WASHINGTON, Nov. 20 – Today, the Competitive Enterprise Institute (CEI) published a report by businessman and finance expert Scot Vorse highlighting a growing body of evidence indicating government officials originally planned to offer Obamacare tax credits only on state-established insurance exchanges. In the report, a timeline of actions by the Department of Health and Human Services (HHS), the IRS, and several state governments shows the administration’s narrative on the subsidies issue changed only after dozens of states refused to set up exchanges.
“Based on the paper trail of several government contracts and other documents, it is clear Jonathan Gruber was not the only person working on Obamacare who believed subsidies would only be provided to individuals purchasing insurance on state-based exchanges,” said Vorse. “What the administration is saying today directly contradicts what HHS, Treasury, and the IRS did for the first two years of Obamacare’s implementation. It was not until many states opted out that the administration’s story began to change.”

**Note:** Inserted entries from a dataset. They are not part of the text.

use serde::{Deserialize, Serialize};

use crate::engine::game::Game;
use crate::engine::state::MoveRecord;
use crate::engine::types::{Color, PieceType, Square};
use crate::tutor::{Hint, HintKind};

// ---------------------------------------------------------------------------
// Request models
// ---------------------------------------------------------------------------

#[derive(Debug, Default, Deserialize)]
#[serde(rename_all = "camelCase")]
pub struct CreateGameRequest {
    pub fen: Option<String>,
    pub white_player: Option<String>,
    pub black_player: Option<String>,
}

#[derive(Debug, Deserialize)]
#[serde(rename_all = "camelCase")]
pub struct MoveRequest {
    pub from: String,
    pub to: String,
    pub promotion: Option<String>,
}

#[derive(Debug, Deserialize)]
#[serde(rename_all = "camelCase")]
pub struct FenRequest {
    pub fen: String,
}

#[derive(Debug, Deserialize)]
#[serde(rename_all = "camelCase")]
pub struct ListGamesQuery {
    pub limit: Option<usize>,
    pub offset: Option<usize>,
    pub status: Option<String>,
}

#[derive(Debug, Deserialize)]
#[serde(rename_all = "camelCase")]
pub struct LegalMovesQuery {
    pub from: Option<String>,
}

// ---------------------------------------------------------------------------
// Response models
// ---------------------------------------------------------------------------

#[derive(Debug, Serialize)]
#[serde(rename_all = "camelCase")]
pub struct HealthResponse {
    pub status: String,
    pub version: String,
    pub games: usize,
    pub uptime: u64,
}

#[derive(Debug, Serialize)]
#[serde(rename_all = "camelCase")]
pub struct DeleteResponse {
    pub success: bool,
    pub message: String,
}

#[derive(Debug, Serialize)]
#[serde(rename_all = "camelCase")]
pub struct GameResponse {
    pub id: String,
    pub board: Vec<Vec<Option<String>>>,
    pub fen: String,
    pub status: String,
    pub current_player: String,
    pub check: bool,
    pub checkmate: bool,
    pub stalemate: bool,
    pub castling: String,
    pub en_passant: Option<String>,
    pub move_history: Vec<MoveRecordEntry>,
    pub captured_pieces: CapturedPieces,
    #[serde(skip_serializing_if = "Option::is_none")]
    pub last_move: Option<LastMove>,
    pub players: Players,
    pub created_at: String,
}

/// One committed move in the shape a persistence layer stores it.
#[derive(Debug, Serialize, Clone)]
#[serde(rename_all = "camelCase")]
pub struct MoveRecordEntry {
    pub move_number: u32,
    pub color: String,
    pub from_square: String,
    pub to_square: String,
    pub piece_type: String,
    pub captured_piece_type: Option<String>,
    #[serde(skip_serializing_if = "Option::is_none")]
    pub promotion: Option<String>,
    pub notation: String,
    pub status_after: String,
}

#[derive(Debug, Serialize)]
#[serde(rename_all = "camelCase")]
pub struct CapturedPieces {
    /// White pieces taken by black.
    pub white: Vec<String>,
    /// Black pieces taken by white.
    pub black: Vec<String>,
}

#[derive(Debug, Serialize, Clone)]
#[serde(rename_all = "camelCase")]
pub struct LastMove {
    pub from: String,
    pub to: String,
    pub notation: String,
}

#[derive(Debug, Serialize)]
#[serde(rename_all = "camelCase")]
pub struct Players {
    pub white: String,
    pub black: String,
}

#[derive(Debug, Serialize)]
#[serde(rename_all = "camelCase")]
pub struct ListGamesResponse {
    pub games: Vec<GameResponse>,
    pub total: usize,
    pub limit: usize,
    pub offset: usize,
}

#[derive(Debug, Serialize)]
#[serde(rename_all = "camelCase")]
pub struct MoveResponse {
    #[serde(rename = "move")]
    pub record: MoveRecordEntry,
    pub game: GameResponse,
}

#[derive(Debug, Serialize)]
#[serde(rename_all = "camelCase")]
pub struct MoveListResponse {
    pub moves: Vec<MoveRecordEntry>,
}

#[derive(Debug, Serialize)]
#[serde(rename_all = "camelCase")]
pub struct UndoResponse {
    pub undone: MoveRecordEntry,
    pub game: GameResponse,
}

#[derive(Debug, Serialize, PartialEq, Eq)]
#[serde(rename_all = "camelCase")]
pub struct LegalMoveEntry {
    pub from: String,
    pub to: String,
}

#[derive(Debug, Serialize)]
#[serde(rename_all = "camelCase")]
pub struct LegalMovesResponse {
    pub moves: Vec<LegalMoveEntry>,
}

#[derive(Debug, Serialize)]
#[serde(rename_all = "camelCase")]
pub struct RecommendedMoveEntry {
    pub from: String,
    pub to: String,
}

#[derive(Debug, Serialize)]
#[serde(rename_all = "camelCase")]
pub struct HintResponse {
    pub kind: String,
    pub suggestion: String,
    pub explanation: String,
    #[serde(skip_serializing_if = "Option::is_none")]
    pub recommended_move: Option<RecommendedMoveEntry>,
    pub thinking_time: u64,
}

// ---------------------------------------------------------------------------
// Conversion helpers
// ---------------------------------------------------------------------------

pub fn color_name(c: Color) -> &'static str {
    match c {
        Color::White => "white",
        Color::Black => "black",
    }
}

/// Promotion choice from a request: a letter or a piece name.
pub fn parse_promotion(s: &str) -> Option<PieceType> {
    PieceType::from_str_loose(s)
}

pub fn parse_square(s: &str) -> Result<Square, crate::engine::ChessError> {
    s.parse()
}

fn hint_kind_name(kind: HintKind) -> &'static str {
    match kind {
        HintKind::CheckResponse => "checkResponse",
        HintKind::Threatened => "threatened",
        HintKind::Capture => "capture",
        HintKind::Development => "development",
        HintKind::CenterControl => "centerControl",
        HintKind::General => "general",
    }
}

/// 8×8 board, row 0 = rank 8. Pieces are `"wP"`, `"bK"`, … Empty = None.
pub fn board_to_api(game: &Game) -> Vec<Vec<Option<String>>> {
    game.board_array().into_iter().map(Vec::from).collect()
}

pub fn record_entry(record: &MoveRecord) -> MoveRecordEntry {
    MoveRecordEntry {
        move_number: record.move_number,
        color: color_name(record.color).to_string(),
        from_square: record.from_square.to_algebraic(),
        to_square: record.to_square.to_algebraic(),
        piece_type: record.piece_type.to_string(),
        captured_piece_type: record.captured_piece_type.map(|pt| pt.to_string()),
        promotion: record.promotion.map(|pt| pt.to_string()),
        notation: record.notation.clone(),
        status_after: record.status_after.as_str().to_string(),
    }
}

/// Captured material, read from the move records.
pub fn captured_pieces(game: &Game) -> CapturedPieces {
    let mut lost = CapturedPieces {
        white: Vec::new(),
        black: Vec::new(),
    };
    for record in game.records() {
        let Some(pt) = record.captured_piece_type else {
            continue;
        };
        // The mover's opponent lost the piece.
        match record.color {
            Color::White => lost.black.push(pt.to_string()),
            Color::Black => lost.white.push(pt.to_string()),
        }
    }
    lost
}

pub fn game_to_response(game: &Game) -> GameResponse {
    let state = game.state();
    GameResponse {
        id: game.id.clone(),
        board: board_to_api(game),
        fen: game.to_fen(),
        status: game.status().as_str().to_string(),
        current_player: color_name(game.side_to_move()).to_string(),
        check: state.check,
        checkmate: state.checkmate,
        stalemate: state.stalemate,
        castling: state.castling.to_fen(),
        en_passant: state.en_passant.map(|sq| sq.to_algebraic()),
        move_history: game.records().iter().map(record_entry).collect(),
        captured_pieces: captured_pieces(game),
        last_move: game.records().last().map(|r| LastMove {
            from: r.from_square.to_algebraic(),
            to: r.to_square.to_algebraic(),
            notation: r.notation.clone(),
        }),
        players: Players {
            white: game.white_player.clone(),
            black: game.black_player.clone(),
        },
        created_at: game.created_at.to_rfc3339(),
    }
}

pub fn hint_to_response(hint: Hint, thinking_time: u64) -> HintResponse {
    HintResponse {
        kind: hint_kind_name(hint.kind).to_string(),
        suggestion: hint.suggestion,
        explanation: hint.explanation,
        recommended_move: hint.recommended_move.map(|m| RecommendedMoveEntry {
            from: m.from.to_algebraic(),
            to: m.to.to_algebraic(),
        }),
        thinking_time,
    }
}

In the latest Obamacare case accepted by the U.S. Supreme Court, King v. Burwell, the government is defending the IRS rule extending insurance subsidies to all states. The government contends the statutory language is a drafting error and everyone involved in developing and implementing Obamacare understood that offering subsidies on both federal and state exchanges was necessary to make insurance more affordable. Vorse’s findings demonstrate that although HHS helped states develop a tax-credit calculator, the department initially set out to establish its federal exchange without a calculator and would not provide users any information about tax credits.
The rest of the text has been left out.